** What this task involves **
Begin with the first line of the listing and quote every line through the one containing "use core::fmt;"; give only those lines.
+ + +
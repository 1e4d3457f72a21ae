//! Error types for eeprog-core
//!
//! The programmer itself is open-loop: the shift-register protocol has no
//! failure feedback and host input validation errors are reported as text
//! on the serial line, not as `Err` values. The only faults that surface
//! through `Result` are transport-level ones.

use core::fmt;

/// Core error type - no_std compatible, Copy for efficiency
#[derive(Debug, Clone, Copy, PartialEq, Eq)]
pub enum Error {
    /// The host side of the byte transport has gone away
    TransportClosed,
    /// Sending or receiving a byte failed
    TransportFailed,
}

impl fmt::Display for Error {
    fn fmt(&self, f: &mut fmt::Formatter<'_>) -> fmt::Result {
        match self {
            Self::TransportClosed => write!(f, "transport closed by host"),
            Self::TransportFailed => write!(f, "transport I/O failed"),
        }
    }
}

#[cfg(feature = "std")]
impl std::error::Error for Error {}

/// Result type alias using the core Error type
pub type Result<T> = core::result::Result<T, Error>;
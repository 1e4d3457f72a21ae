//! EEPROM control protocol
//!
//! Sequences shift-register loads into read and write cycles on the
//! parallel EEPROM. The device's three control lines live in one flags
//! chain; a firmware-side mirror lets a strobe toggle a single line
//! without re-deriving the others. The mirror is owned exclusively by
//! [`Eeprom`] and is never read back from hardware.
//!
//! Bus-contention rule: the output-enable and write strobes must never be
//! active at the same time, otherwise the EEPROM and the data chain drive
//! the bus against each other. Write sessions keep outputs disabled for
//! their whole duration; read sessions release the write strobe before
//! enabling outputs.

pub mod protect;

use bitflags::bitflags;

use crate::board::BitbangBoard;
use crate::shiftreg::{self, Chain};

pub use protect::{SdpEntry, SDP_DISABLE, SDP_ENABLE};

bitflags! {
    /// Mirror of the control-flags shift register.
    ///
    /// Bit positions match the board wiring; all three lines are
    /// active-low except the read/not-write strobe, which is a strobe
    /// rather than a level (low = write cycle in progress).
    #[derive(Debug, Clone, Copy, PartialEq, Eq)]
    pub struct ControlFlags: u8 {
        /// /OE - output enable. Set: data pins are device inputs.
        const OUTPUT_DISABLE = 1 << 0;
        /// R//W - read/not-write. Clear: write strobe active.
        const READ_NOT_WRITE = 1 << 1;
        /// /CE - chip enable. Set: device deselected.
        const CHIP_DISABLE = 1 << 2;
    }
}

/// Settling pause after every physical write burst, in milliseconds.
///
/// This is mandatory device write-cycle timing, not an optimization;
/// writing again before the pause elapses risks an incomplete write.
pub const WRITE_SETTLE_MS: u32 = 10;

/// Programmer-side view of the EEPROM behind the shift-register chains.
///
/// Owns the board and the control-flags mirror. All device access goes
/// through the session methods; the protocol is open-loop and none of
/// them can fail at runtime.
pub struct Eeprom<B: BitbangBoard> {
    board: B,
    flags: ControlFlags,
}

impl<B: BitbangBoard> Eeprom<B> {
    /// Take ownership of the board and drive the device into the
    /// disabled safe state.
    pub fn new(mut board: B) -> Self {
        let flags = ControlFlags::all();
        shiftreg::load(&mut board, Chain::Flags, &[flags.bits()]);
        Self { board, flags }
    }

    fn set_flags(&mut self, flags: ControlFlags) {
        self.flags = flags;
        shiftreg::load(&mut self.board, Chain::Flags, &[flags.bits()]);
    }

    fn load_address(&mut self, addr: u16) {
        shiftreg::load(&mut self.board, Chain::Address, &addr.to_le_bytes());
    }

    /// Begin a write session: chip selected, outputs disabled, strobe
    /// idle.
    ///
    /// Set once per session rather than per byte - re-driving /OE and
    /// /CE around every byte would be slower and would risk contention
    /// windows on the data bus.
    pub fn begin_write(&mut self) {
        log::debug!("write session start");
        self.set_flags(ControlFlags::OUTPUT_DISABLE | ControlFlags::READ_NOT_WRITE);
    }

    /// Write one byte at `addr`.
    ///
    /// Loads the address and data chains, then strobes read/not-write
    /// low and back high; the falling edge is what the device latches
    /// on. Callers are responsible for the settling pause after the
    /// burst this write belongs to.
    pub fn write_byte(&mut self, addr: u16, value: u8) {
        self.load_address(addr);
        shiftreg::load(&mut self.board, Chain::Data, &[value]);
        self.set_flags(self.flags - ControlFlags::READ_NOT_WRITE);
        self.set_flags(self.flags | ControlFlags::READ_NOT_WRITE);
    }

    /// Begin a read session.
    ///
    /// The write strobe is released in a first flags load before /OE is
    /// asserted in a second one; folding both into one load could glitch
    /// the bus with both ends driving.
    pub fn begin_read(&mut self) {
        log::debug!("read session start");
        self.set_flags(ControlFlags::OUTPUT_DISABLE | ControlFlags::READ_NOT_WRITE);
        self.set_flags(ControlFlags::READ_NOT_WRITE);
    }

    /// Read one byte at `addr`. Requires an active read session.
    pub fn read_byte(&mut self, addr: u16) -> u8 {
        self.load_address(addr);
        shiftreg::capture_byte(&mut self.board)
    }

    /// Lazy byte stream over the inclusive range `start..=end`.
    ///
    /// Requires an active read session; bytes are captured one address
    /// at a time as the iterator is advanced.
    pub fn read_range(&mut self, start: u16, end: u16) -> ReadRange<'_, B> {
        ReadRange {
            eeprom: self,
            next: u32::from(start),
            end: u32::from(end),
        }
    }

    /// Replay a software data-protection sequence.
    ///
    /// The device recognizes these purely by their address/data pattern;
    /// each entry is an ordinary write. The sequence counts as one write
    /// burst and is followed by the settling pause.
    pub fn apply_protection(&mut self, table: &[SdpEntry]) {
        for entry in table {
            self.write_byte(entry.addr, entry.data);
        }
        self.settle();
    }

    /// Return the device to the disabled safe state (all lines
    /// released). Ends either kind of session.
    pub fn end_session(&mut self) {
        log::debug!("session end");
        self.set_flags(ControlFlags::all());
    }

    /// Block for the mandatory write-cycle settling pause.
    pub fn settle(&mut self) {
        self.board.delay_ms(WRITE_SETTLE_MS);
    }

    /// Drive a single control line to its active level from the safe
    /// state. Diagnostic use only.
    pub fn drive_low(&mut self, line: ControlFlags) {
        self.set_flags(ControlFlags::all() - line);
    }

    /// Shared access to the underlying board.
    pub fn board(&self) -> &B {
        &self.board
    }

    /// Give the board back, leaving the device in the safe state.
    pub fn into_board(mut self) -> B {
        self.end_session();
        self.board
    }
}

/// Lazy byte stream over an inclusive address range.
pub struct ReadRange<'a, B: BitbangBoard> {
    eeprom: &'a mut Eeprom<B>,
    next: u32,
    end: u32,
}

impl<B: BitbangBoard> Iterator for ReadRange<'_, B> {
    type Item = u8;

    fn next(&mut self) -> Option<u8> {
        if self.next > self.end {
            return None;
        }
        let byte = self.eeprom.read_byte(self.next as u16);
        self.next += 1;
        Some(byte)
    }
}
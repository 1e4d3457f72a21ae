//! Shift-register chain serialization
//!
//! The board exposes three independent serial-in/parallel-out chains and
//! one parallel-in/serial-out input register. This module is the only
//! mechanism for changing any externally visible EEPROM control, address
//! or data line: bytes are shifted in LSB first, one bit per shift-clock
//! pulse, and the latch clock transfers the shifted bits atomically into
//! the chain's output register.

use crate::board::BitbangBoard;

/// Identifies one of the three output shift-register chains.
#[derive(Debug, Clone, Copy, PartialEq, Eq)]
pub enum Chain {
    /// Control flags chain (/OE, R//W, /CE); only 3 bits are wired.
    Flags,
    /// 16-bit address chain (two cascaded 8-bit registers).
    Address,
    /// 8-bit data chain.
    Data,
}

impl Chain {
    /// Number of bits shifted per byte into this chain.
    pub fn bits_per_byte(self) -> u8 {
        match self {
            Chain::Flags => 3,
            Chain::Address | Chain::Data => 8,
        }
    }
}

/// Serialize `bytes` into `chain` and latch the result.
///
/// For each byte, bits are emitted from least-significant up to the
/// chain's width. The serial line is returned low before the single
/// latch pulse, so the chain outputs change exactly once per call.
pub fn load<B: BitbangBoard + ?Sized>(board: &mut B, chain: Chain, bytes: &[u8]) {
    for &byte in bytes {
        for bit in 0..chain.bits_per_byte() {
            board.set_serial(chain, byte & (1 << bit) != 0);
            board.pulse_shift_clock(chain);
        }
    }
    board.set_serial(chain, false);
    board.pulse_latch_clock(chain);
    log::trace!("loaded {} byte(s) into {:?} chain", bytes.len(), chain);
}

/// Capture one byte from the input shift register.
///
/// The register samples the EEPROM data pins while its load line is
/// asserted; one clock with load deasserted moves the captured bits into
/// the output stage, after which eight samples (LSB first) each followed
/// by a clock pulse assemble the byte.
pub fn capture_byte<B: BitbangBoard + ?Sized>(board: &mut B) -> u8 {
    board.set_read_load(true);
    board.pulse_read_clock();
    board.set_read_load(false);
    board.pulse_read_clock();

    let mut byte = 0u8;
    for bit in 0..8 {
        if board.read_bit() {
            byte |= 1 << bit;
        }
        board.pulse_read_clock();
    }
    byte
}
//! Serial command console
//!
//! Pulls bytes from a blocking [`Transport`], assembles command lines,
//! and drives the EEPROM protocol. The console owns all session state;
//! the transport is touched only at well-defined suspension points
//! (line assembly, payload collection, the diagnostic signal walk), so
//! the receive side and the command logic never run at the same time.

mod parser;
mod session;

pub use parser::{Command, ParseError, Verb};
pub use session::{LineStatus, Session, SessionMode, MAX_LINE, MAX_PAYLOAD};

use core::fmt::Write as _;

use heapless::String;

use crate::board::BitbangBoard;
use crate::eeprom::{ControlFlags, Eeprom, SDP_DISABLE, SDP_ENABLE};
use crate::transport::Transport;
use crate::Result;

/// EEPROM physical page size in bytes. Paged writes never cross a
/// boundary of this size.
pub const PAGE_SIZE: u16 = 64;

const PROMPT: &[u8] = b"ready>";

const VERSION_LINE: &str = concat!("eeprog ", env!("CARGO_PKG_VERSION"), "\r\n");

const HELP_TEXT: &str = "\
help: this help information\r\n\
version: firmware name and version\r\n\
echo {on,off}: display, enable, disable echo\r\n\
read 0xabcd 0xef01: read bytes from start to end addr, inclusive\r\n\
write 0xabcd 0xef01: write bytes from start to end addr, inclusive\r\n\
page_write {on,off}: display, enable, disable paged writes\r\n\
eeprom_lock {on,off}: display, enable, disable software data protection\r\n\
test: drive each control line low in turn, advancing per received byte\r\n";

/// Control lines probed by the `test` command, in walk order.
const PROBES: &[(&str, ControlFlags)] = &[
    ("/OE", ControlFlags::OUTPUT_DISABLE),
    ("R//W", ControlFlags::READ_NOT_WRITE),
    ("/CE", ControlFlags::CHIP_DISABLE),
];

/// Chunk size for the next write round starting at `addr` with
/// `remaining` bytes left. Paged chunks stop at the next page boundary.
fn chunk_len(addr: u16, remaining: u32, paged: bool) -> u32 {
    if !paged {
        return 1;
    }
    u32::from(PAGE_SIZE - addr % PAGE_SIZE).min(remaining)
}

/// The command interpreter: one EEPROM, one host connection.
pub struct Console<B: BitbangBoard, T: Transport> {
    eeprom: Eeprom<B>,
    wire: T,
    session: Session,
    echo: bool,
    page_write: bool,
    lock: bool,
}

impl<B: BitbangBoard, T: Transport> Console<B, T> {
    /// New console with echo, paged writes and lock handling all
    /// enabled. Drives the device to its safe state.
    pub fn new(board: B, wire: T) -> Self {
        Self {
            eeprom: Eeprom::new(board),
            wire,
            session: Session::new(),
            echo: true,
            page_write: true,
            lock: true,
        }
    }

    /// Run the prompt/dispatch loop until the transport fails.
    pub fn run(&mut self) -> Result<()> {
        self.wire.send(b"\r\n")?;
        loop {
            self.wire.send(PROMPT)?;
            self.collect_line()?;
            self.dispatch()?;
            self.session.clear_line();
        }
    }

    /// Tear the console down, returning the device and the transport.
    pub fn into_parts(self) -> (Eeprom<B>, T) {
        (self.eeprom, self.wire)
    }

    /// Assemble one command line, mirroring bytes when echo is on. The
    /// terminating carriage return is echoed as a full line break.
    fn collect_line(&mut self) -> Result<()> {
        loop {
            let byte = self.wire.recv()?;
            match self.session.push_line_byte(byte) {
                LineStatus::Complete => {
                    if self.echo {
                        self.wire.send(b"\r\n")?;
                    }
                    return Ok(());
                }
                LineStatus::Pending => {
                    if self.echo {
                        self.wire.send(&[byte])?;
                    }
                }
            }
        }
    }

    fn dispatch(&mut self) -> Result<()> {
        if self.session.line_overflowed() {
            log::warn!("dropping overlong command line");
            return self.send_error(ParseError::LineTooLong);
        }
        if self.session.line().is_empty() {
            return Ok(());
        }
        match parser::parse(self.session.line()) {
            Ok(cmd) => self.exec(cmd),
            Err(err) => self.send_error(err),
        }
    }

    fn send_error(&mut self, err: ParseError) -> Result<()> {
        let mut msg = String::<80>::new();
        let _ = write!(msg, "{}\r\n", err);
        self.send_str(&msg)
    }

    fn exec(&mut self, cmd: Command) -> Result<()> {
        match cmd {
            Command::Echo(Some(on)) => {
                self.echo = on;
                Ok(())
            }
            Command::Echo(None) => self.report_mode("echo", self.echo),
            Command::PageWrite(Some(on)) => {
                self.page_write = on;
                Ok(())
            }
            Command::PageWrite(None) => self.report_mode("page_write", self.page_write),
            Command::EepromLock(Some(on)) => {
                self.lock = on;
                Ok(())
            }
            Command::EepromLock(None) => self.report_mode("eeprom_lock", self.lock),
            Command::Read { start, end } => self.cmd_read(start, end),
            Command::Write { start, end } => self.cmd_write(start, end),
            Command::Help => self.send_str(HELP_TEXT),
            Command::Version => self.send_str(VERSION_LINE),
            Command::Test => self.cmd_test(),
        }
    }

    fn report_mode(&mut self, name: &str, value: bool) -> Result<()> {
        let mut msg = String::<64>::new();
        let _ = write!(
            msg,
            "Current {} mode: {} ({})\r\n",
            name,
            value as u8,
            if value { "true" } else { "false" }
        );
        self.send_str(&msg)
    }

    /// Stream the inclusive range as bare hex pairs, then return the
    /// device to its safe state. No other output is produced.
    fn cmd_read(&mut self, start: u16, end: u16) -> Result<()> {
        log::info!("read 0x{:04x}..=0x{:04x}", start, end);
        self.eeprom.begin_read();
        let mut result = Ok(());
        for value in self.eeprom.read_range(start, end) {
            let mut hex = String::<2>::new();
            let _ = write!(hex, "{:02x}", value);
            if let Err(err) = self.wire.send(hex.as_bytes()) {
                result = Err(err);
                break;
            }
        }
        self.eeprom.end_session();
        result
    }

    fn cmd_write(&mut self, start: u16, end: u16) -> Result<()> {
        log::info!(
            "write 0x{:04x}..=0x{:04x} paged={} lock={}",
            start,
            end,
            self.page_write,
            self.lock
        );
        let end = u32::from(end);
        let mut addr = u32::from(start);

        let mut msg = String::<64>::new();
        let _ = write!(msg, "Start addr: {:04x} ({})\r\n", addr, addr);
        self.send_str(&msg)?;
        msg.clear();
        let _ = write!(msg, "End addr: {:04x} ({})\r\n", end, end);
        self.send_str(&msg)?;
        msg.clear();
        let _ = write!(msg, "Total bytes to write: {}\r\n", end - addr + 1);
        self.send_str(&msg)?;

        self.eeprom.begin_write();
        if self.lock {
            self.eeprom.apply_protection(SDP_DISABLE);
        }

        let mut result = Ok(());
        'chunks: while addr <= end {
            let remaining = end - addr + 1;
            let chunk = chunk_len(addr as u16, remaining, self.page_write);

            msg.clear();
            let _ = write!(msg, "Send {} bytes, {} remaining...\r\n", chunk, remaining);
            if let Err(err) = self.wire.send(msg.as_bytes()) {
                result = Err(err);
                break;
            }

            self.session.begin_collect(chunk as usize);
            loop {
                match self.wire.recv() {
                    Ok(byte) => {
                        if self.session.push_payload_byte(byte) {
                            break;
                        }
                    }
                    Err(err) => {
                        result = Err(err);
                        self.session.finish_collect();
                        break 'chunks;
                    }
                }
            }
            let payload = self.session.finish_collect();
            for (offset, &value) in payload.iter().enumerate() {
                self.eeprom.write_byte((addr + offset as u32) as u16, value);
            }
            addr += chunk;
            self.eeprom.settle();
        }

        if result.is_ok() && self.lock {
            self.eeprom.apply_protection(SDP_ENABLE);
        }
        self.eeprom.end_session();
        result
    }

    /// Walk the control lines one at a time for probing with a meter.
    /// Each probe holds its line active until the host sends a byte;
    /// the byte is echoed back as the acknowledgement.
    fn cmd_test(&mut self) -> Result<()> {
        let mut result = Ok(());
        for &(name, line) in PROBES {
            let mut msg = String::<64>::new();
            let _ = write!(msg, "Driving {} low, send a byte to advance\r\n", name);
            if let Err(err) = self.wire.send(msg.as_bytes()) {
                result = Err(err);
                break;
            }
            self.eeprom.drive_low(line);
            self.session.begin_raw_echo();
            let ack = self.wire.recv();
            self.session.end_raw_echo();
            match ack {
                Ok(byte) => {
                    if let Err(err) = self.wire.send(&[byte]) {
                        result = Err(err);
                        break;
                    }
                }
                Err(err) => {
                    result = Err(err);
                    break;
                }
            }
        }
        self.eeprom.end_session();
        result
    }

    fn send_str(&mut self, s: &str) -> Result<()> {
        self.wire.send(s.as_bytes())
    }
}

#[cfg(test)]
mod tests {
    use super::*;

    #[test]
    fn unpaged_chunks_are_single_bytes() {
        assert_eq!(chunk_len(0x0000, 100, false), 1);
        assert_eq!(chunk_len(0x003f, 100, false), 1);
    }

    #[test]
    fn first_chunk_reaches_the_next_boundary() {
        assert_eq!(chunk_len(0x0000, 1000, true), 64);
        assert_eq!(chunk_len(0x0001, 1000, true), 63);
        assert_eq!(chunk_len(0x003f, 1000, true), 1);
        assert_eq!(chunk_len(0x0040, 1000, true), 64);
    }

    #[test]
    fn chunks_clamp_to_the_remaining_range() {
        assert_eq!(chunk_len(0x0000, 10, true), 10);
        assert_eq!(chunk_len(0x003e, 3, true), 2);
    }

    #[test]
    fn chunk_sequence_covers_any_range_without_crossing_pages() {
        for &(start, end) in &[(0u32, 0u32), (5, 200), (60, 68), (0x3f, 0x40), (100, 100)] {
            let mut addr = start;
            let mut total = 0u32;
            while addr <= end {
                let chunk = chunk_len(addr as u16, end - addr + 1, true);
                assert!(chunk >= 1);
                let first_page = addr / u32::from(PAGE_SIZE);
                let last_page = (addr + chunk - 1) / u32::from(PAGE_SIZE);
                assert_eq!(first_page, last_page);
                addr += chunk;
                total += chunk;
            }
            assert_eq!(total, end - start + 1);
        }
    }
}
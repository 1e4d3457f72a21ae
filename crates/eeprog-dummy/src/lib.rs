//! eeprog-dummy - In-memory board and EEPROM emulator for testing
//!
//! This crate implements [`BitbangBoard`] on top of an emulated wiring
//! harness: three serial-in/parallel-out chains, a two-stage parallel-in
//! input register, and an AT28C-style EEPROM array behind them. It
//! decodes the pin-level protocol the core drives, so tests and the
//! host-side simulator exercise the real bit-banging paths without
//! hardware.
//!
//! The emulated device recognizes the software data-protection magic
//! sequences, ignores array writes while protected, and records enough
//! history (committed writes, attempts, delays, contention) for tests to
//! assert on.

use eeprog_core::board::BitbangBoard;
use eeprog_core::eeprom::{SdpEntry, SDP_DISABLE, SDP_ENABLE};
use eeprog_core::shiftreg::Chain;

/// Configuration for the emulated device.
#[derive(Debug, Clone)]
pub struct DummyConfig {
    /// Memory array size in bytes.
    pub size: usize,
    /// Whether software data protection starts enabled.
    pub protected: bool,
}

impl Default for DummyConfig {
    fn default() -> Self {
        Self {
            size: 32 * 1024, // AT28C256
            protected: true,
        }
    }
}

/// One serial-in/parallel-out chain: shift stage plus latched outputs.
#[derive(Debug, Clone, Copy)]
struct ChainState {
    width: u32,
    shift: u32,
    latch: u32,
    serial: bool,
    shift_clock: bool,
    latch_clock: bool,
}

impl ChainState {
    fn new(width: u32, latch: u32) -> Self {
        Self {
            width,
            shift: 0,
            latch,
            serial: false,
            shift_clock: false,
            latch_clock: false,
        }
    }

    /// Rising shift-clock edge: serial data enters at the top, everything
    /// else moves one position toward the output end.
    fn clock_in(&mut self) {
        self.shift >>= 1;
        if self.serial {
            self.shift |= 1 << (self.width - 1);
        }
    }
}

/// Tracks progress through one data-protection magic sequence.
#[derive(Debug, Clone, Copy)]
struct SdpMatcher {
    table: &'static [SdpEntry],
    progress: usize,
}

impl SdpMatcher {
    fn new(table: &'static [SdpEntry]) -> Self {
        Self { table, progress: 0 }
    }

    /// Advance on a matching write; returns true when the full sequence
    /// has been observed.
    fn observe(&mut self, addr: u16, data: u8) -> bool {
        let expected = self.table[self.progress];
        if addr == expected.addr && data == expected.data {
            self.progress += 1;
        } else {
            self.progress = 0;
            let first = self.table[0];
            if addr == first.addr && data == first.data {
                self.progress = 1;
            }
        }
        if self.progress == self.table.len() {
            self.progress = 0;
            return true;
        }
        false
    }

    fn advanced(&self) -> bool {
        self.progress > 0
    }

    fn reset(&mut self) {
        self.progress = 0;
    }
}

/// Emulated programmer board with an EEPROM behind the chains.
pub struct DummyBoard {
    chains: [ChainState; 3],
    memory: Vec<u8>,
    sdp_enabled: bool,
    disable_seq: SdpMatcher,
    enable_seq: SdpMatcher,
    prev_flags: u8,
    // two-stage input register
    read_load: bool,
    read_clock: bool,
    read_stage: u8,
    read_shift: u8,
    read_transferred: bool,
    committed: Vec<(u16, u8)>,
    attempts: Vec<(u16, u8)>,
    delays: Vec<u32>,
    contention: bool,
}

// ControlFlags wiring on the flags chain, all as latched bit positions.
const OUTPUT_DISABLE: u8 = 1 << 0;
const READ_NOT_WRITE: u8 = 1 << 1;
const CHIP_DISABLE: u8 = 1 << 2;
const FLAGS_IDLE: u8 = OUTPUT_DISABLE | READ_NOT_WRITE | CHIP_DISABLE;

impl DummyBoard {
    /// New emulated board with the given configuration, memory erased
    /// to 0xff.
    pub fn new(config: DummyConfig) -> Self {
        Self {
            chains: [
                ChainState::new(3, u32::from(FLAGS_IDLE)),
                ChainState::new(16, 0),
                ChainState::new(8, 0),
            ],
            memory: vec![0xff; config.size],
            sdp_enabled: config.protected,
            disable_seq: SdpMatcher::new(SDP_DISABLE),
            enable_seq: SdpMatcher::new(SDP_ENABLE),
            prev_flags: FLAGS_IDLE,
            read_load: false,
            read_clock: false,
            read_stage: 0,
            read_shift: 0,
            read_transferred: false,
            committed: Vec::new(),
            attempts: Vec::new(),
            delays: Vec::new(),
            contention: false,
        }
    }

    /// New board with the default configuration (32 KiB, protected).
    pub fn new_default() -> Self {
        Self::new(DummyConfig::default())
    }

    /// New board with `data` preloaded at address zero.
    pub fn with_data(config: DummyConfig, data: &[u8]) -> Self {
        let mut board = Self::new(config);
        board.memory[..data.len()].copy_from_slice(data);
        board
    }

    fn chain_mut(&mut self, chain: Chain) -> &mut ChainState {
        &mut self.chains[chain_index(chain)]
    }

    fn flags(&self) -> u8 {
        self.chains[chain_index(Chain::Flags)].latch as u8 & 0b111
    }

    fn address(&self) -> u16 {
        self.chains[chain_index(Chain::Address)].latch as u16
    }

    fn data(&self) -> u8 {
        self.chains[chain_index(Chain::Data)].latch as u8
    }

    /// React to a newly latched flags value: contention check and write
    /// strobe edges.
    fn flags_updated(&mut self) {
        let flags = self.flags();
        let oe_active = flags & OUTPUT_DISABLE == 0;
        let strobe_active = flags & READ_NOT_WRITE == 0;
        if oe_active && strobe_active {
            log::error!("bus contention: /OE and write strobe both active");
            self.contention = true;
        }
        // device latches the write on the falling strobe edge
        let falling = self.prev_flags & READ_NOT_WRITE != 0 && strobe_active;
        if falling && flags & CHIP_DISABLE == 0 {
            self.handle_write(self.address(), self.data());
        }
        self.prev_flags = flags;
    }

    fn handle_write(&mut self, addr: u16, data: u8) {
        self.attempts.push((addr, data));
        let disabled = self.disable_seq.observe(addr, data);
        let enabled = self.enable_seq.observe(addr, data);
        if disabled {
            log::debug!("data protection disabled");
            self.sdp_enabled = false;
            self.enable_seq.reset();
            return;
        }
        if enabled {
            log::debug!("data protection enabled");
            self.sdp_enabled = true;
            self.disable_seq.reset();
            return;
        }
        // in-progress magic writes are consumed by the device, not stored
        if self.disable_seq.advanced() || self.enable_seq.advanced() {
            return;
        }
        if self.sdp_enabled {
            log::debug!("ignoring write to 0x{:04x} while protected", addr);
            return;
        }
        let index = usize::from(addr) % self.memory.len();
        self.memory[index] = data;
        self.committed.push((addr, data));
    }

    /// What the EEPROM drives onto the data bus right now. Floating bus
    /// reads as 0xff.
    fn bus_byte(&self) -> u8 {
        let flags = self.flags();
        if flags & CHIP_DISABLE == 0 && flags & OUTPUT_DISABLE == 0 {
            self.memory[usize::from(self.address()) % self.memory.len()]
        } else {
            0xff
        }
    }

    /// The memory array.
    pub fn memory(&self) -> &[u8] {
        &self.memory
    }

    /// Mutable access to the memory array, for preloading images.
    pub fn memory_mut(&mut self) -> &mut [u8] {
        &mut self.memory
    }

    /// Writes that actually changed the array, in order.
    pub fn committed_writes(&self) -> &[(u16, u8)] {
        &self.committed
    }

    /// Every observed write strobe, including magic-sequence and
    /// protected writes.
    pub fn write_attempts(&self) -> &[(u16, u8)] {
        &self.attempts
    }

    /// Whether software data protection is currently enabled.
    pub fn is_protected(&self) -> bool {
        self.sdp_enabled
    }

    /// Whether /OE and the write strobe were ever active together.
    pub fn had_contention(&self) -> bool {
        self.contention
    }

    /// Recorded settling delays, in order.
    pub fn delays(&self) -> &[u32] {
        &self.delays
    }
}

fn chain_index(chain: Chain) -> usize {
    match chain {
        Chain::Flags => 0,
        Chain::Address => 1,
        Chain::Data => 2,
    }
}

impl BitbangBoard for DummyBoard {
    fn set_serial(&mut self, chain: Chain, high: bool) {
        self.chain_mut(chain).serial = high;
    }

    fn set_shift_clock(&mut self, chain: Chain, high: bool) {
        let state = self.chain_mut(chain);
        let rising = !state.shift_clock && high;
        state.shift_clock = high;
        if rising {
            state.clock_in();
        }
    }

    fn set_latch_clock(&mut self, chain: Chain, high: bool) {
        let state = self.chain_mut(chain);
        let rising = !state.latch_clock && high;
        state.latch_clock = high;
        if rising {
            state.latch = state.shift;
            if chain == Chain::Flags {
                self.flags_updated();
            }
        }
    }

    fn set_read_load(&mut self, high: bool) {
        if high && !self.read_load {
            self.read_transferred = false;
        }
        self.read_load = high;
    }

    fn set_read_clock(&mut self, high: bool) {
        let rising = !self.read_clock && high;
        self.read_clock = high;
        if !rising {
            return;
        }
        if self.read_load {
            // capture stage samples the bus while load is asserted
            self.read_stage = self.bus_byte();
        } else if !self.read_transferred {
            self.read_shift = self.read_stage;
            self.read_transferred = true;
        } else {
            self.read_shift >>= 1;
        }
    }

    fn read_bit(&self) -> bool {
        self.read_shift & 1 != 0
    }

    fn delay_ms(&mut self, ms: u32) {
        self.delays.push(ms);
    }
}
+ + +
** Result for this task **
repository 1e4d3457f72a21ae
//! Error types for eeprog-core
//!
//! The programmer itself is open-loop: the shift-register protocol has no
//! failure feedback and host input validation errors are reported as text
//! on the serial line, not as `Err` values. The only faults that surface
//! through `Result` are transport-level ones.

use core::fmt;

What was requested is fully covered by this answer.